In ballo ci sono investimenti milionari, e tanti posti di lavoro. Investimenti e posti di lavoro ai quali il Polesine non si può permettere in alcun modo di rinunciare, ma che se continuassero i problemi burocratico-finanziari avanzati dal Comune di Arquà rischierebbero di andare in fumo. Ikea, che ha già acquistato i 375mila metri quadrati di terreni su cui realizzare la propria base logistica (fra lavoro diretto e indotto parliamo di almeno 400 posti), sta alla finestra.

Ma in ballo ci sono anche altre aziende più piccole che sarebbero pronte ad investire e che invece si vedono, ad oggi, la porta chiusa in faccia. E c’è pure chi, come Geodis, alla fine potrebbe decidere che no, lì non vale proprio la pena di restare.

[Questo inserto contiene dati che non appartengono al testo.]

//! Per-name load locks.
//!
//! At most one concurrent load per name without a single global lock:
//! callers resolving the same name contend on one mutex, unrelated names
//! never meet. Entries are weakly retained; once no caller holds the
//! returned lock, the entry is dead and gets pruned on a later access
//! when the table crosses its high-water mark, keeping it bounded over a
//! long-running process.

use std::collections::HashMap;
use std::sync::{Arc, Mutex, Weak};

const PRUNE_FLOOR: usize = 64;

#[derive(Debug)]
struct LockTable {
    entries: HashMap<String, Weak<Mutex<()>>>,
    prune_at: usize,
}

#[derive(Debug)]
pub struct ClassLoadingLocks {
    table: Mutex<LockTable>,
}

impl Default for ClassLoadingLocks {
    fn default() -> Self {
        Self {
            table: Mutex::new(LockTable {
                entries: HashMap::new(),
                prune_at: PRUNE_FLOOR,
            }),
        }
    }
}

impl ClassLoadingLocks {
    pub fn new() -> Self {
        Self::default()
    }

    /// The lock for `name`, creating it if absent or reclaimed.
    pub fn lock_for(&self, name: &str) -> Arc<Mutex<()>> {
        let mut table = self.table.lock().unwrap_or_else(|e| e.into_inner());

        if let Some(existing) = table.entries.get(name).and_then(Weak::upgrade) {
            return existing;
        }

        let lock = Arc::new(Mutex::new(()));
        table
            .entries
            .insert(name.to_string(), Arc::downgrade(&lock));

        if table.entries.len() >= table.prune_at {
            table.entries.retain(|_, weak| weak.strong_count() > 0);
            table.prune_at = (table.entries.len() * 2).max(PRUNE_FLOOR);
        }

        lock
    }

    pub fn len(&self) -> usize {
        self.table
            .lock()
            .unwrap_or_else(|e| e.into_inner())
            .entries
            .len()
    }

    pub fn is_empty(&self) -> bool {
        self.len() == 0
    }
}

#[cfg(test)]
mod tests {
    use super::*;

    #[test]
    fn same_name_shares_a_lock_while_held() {
        let locks = ClassLoadingLocks::new();
        let a = locks.lock_for("org.example.A");
        let b = locks.lock_for("org.example.A");
        assert!(Arc::ptr_eq(&a, &b));

        let other = locks.lock_for("org.example.B");
        assert!(!Arc::ptr_eq(&a, &other));
    }

    #[test]
    fn released_lock_is_recreated() {
        let locks = ClassLoadingLocks::new();
        let first = locks.lock_for("org.example.A");
        drop(first);
        // The entry is dead; a fresh lock must come back.
        let second = locks.lock_for("org.example.A");
        let third = locks.lock_for("org.example.A");
        assert!(Arc::ptr_eq(&second, &third));
    }

    #[test]
    fn dead_entries_get_pruned_past_high_water_mark() {
        let locks = ClassLoadingLocks::new();
        for i in 0..PRUNE_FLOOR + 10 {
            drop(locks.lock_for(&format!("org.example.C{i}")));
        }
        assert!(locks.len() < PRUNE_FLOOR + 10);
    }

    #[test]
    fn serializes_same_name_callers() {
        use std::sync::atomic::{AtomicUsize, Ordering};

        let locks = Arc::new(ClassLoadingLocks::new());
        let inside = Arc::new(AtomicUsize::new(0));
        let max_inside = Arc::new(AtomicUsize::new(0));

        let mut handles = Vec::new();
        for _ in 0..8 {
            let locks = Arc::clone(&locks);
            let inside = Arc::clone(&inside);
            let max_inside = Arc::clone(&max_inside);
            handles.push(std::thread::spawn(move || {
                let lock = locks.lock_for("same.Name");
                let _guard = lock.lock().unwrap();
                let now = inside.fetch_add(1, Ordering::SeqCst) + 1;
                max_inside.fetch_max(now, Ordering::SeqCst);
                std::thread::sleep(std::time::Duration::from_millis(1));
                inside.fetch_sub(1, Ordering::SeqCst);
            }));
        }
        for handle in handles {
            handle.join().unwrap();
        }
        assert_eq!(max_inside.load(Ordering::SeqCst), 1);
    }
}
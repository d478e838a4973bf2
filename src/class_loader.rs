//! Class-loading façade.
//!
//! Exposes the two operations an embedding runtime needs on top of a
//! `ClassPath`: class byte resolution (with package metadata derived once
//! per package from the owning root's manifest attributes) and generic
//! resource resolution, singular or multi-valued. A per-name lock table
//! guarantees at most one concurrent resolution per class name; once a
//! class is resolved its bytes are kept, so the underlying fetch runs
//! exactly once per name.

use anyhow::Result;
use std::collections::HashMap;
use std::sync::{Arc, Mutex};
use url::Url;

use crate::class_path::{ClassPath, ResourceUrls};
use crate::locks::ClassLoadingLocks;
use crate::manifest::{AttributeKey, ManifestAttributes};
use crate::resource::{Resource, SecurityInfo};

pub fn class_name_to_entry_path(class_name: &str) -> String {
    format!("{}.class", class_name.replace('.', "/"))
}

/// Package metadata from the owning root's manifest main attributes.
#[derive(Debug, Clone)]
pub struct PackageInfo {
    pub name: String,
    pub spec_title: Option<String>,
    pub spec_version: Option<String>,
    pub spec_vendor: Option<String>,
    pub impl_title: Option<String>,
    pub impl_version: Option<String>,
    pub impl_vendor: Option<String>,
}

impl PackageInfo {
    fn derive(name: &str, attributes: Option<&ManifestAttributes>) -> PackageInfo {
        let get = |key| {
            attributes
                .and_then(|a| a.get(key))
                .map(str::to_string)
        };
        PackageInfo {
            name: name.to_string(),
            spec_title: get(AttributeKey::SpecTitle),
            spec_version: get(AttributeKey::SpecVersion),
            spec_vendor: get(AttributeKey::SpecVendor),
            impl_title: get(AttributeKey::ImplTitle),
            impl_version: get(AttributeKey::ImplVersion),
            impl_vendor: get(AttributeKey::ImplVendor),
        }
    }
}

#[derive(Debug)]
pub struct LoadedClass {
    pub name: String,
    pub bytes: Vec<u8>,
    pub source_url: Url,
    pub package: Option<Arc<PackageInfo>>,
    pub security: Option<Arc<SecurityInfo>>,
}

pub struct UrlClassLoader {
    class_path: Arc<ClassPath>,
    locks: ClassLoadingLocks,
    packages: Mutex<HashMap<String, Arc<PackageInfo>>>,
    loaded: Mutex<HashMap<String, Arc<LoadedClass>>>,
}

impl UrlClassLoader {
    pub fn new(class_path: Arc<ClassPath>) -> UrlClassLoader {
        UrlClassLoader {
            class_path,
            locks: ClassLoadingLocks::new(),
            packages: Mutex::new(HashMap::new()),
            loaded: Mutex::new(HashMap::new()),
        }
    }

    pub fn class_path(&self) -> &Arc<ClassPath> {
        &self.class_path
    }

    /// Resolve a class's byte content by its dotted name. Errors only on
    /// a failed read of a present class; absence is `Ok(None)`.
    pub fn load_class_bytes(&self, class_name: &str) -> Result<Option<Arc<LoadedClass>>> {
        if let Some(hit) = self.lookup_loaded(class_name) {
            return Ok(Some(hit));
        }

        let lock = self.locks.lock_for(class_name);
        let _guard = lock.lock().unwrap_or_else(|e| e.into_inner());
        if let Some(hit) = self.lookup_loaded(class_name) {
            return Ok(Some(hit));
        }

        let entry_path = class_name_to_entry_path(class_name);
        let Some(resource) = self.class_path.get_resource(&entry_path) else {
            return Ok(None);
        };
        let bytes = resource.bytes()?;

        let loaded = Arc::new(LoadedClass {
            name: class_name.to_string(),
            bytes,
            source_url: resource.url().clone(),
            package: self.package_for(class_name, resource.attributes()),
            security: resource.security_info(),
        });
        self.loaded
            .lock()
            .unwrap_or_else(|e| e.into_inner())
            .insert(class_name.to_string(), Arc::clone(&loaded));
        Ok(Some(loaded))
    }

    pub fn get_resource(&self, name: &str) -> Option<Resource> {
        self.class_path.get_resource(name)
    }

    pub fn get_resource_bytes(&self, name: &str) -> Option<Vec<u8>> {
        self.class_path.get_resource(name)?.try_bytes()
    }

    pub fn get_resources(&self, name: &str) -> ResourceUrls {
        self.class_path.get_resources(name)
    }

    fn lookup_loaded(&self, class_name: &str) -> Option<Arc<LoadedClass>> {
        self.loaded
            .lock()
            .unwrap_or_else(|e| e.into_inner())
            .get(class_name)
            .cloned()
    }

    fn package_for(
        &self,
        class_name: &str,
        attributes: Option<&ManifestAttributes>,
    ) -> Option<Arc<PackageInfo>> {
        let (package_name, _) = class_name.rsplit_once('.')?;
        let mut packages = self.packages.lock().unwrap_or_else(|e| e.into_inner());
        let info = packages
            .entry(package_name.to_string())
            .or_insert_with(|| Arc::new(PackageInfo::derive(package_name, attributes)));
        Some(Arc::clone(info))
    }
}

#[cfg(test)]
mod tests {
    use super::*;
    use crate::class_path::ClassPathConfig;
    use std::io::Write;
    use std::path::{Path, PathBuf};
    use std::time::{SystemTime, UNIX_EPOCH};
    use zip::write::FileOptions;

    fn temp_path(name: &str) -> PathBuf {
        let nanos = SystemTime::now()
            .duration_since(UNIX_EPOCH)
            .unwrap()
            .as_nanos();
        std::env::temp_dir().join(format!(
            "classpath_test_{}_{}_{}",
            std::process::id(),
            nanos,
            name
        ))
    }

    fn write_jar(path: &Path, entries: &[(&str, &[u8])]) -> Result<()> {
        let file = std::fs::File::create(path)?;
        let mut zip = zip::ZipWriter::new(file);
        let options = FileOptions::default().compression_method(zip::CompressionMethod::Deflated);
        for (name, content) in entries {
            zip.start_file(*name, options)?;
            zip.write_all(content)?;
        }
        zip.finish()?;
        Ok(())
    }

    fn loader_over_jar(jar: &Path) -> UrlClassLoader {
        let class_path = Arc::new(ClassPath::new(
            vec![Url::from_file_path(jar).unwrap().to_string()],
            ClassPathConfig::default(),
        ));
        UrlClassLoader::new(class_path)
    }

    #[test]
    fn class_name_maps_to_entry_path() {
        assert_eq!(
            class_name_to_entry_path("org.example.Main"),
            "org/example/Main.class"
        );
        assert_eq!(class_name_to_entry_path("TopLevel"), "TopLevel.class");
    }

    #[test]
    fn loads_class_bytes_with_package_metadata() -> Result<()> {
        let jar = temp_path("facade_load.jar");
        write_jar(
            &jar,
            &[
                (
                    "META-INF/MANIFEST.MF",
                    b"Implementation-Title: demo\nImplementation-Version: 3.0\n\n" as &[u8],
                ),
                ("org/example/Main.class", b"\xca\xfe\xba\xbemain"),
            ],
        )?;

        let loader = loader_over_jar(&jar);
        let loaded = loader.load_class_bytes("org.example.Main")?.unwrap();
        assert_eq!(loaded.bytes, b"\xca\xfe\xba\xbemain");
        let package = loaded.package.as_ref().unwrap();
        assert_eq!(package.name, "org.example");
        assert_eq!(package.impl_title.as_deref(), Some("demo"));
        assert_eq!(package.impl_version.as_deref(), Some("3.0"));

        assert!(loader.load_class_bytes("org.example.Missing")?.is_none());

        std::fs::remove_file(jar)?;
        Ok(())
    }

    #[test]
    fn package_metadata_is_derived_once_per_package() -> Result<()> {
        let jar = temp_path("facade_package.jar");
        write_jar(
            &jar,
            &[
                ("META-INF/MANIFEST.MF", b"Implementation-Title: demo\n\n" as &[u8]),
                ("org/example/A.class", b"a"),
                ("org/example/B.class", b"b"),
            ],
        )?;

        let loader = loader_over_jar(&jar);
        let a = loader.load_class_bytes("org.example.A")?.unwrap();
        let b = loader.load_class_bytes("org.example.B")?.unwrap();
        assert!(Arc::ptr_eq(
            a.package.as_ref().unwrap(),
            b.package.as_ref().unwrap()
        ));

        std::fs::remove_file(jar)?;
        Ok(())
    }

    #[test]
    fn default_package_has_no_package_info() -> Result<()> {
        let jar = temp_path("facade_default_pkg.jar");
        write_jar(&jar, &[("Top.class", b"t")])?;

        let loader = loader_over_jar(&jar);
        let loaded = loader.load_class_bytes("Top")?.unwrap();
        assert!(loaded.package.is_none());

        std::fs::remove_file(jar)?;
        Ok(())
    }

    #[test]
    fn repeated_loads_reuse_the_first_fetch() -> Result<()> {
        let jar = temp_path("facade_memo.jar");
        write_jar(&jar, &[("org/example/A.class", b"a")])?;

        let loader = loader_over_jar(&jar);
        let first = loader.load_class_bytes("org.example.A")?.unwrap();
        let second = loader.load_class_bytes("org.example.A")?.unwrap();
        assert!(Arc::ptr_eq(&first, &second));

        std::fs::remove_file(jar)?;
        Ok(())
    }

    #[test]
    fn resource_accessors_delegate_to_class_path() -> Result<()> {
        let jar = temp_path("facade_resources.jar");
        write_jar(&jar, &[("config/app.properties", b"k=v")])?;

        let loader = loader_over_jar(&jar);
        assert_eq!(
            loader.get_resource_bytes("config/app.properties").as_deref(),
            Some(&b"k=v"[..])
        );
        assert!(loader.get_resource("config/app.properties").is_some());
        let urls: Vec<Url> = loader.get_resources("config/app.properties").collect();
        assert_eq!(urls.len(), 1);

        std::fs::remove_file(jar)?;
        Ok(())
    }
}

Giovedì, al tavolo in prefettura, tutti si aspettano di vedere arrivare il sindaco di Arquà con la disponibilità di almeno 580mila euro, parte di una fidejussione già riscossa, con la convenzione e con la disponibilità a far partire la progettazione. In caso contrario la macroarea potrebbe finire davvero, e chissà per quanti anni, nel dimenticatoio, facendo fuggire prima gli investimenti promessi e poi le aziende.